(Stored items)
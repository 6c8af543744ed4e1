//! Speed multiplier mapping
//!
//! Every backend has its own rate unit (a `speedScale` factor, a speaking
//! rate, words per minute or a signed rate delta). [`SpeedRange`] clamps the
//! requested multiplier to what the backend supports and maps it linearly to
//! the native unit.

/// Supported multiplier bounds plus a linear map to the native unit
///
/// `native = offset + multiplier * scale`, evaluated after clamping the
/// multiplier to `[min, max]`.
#[derive(Debug, Clone, Copy, PartialEq)]
pub struct SpeedRange {
    min: f32,
    max: f32,
    scale: f32,
    offset: f32,
}

impl SpeedRange {
    /// Range where the native unit is the multiplier itself
    #[must_use]
    pub const fn multiplier(min: f32, max: f32) -> Self {
        Self {
            min,
            max,
            scale: 1.0,
            offset: 0.0,
        }
    }

    /// Range whose native unit is `offset + multiplier * scale`
    #[must_use]
    pub const fn linear(min: f32, max: f32, scale: f32, offset: f32) -> Self {
        Self {
            min,
            max,
            scale,
            offset,
        }
    }

    /// Lower multiplier bound
    #[must_use]
    pub const fn min(&self) -> f32 {
        self.min
    }

    /// Upper multiplier bound
    #[must_use]
    pub const fn max(&self) -> f32 {
        self.max
    }

    /// Clamp a multiplier to the supported bounds
    ///
    /// Non-finite input maps to 1.0 before clamping.
    #[must_use]
    pub fn clamp(&self, speed: f32) -> f32 {
        let speed = if speed.is_finite() { speed } else { 1.0 };
        speed.clamp(self.min, self.max)
    }

    /// Clamp and convert to the backend's native unit
    #[must_use]
    pub fn to_native(&self, speed: f32) -> f32 {
        self.clamp(speed).mul_add(self.scale, self.offset)
    }

    /// Clamp, convert and round to the nearest integer native value
    #[must_use]
    #[allow(clippy::cast_possible_truncation)]
    pub fn to_native_rounded(&self, speed: f32) -> i32 {
        self.to_native(speed).round() as i32
    }
}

To do
The lines above that hold the string "clamping" are to be located and copied.

Solved exercise
/// `native = offset + multiplier * scale`, evaluated after clamping the
    /// Non-finite input maps to 1.0 before clamping.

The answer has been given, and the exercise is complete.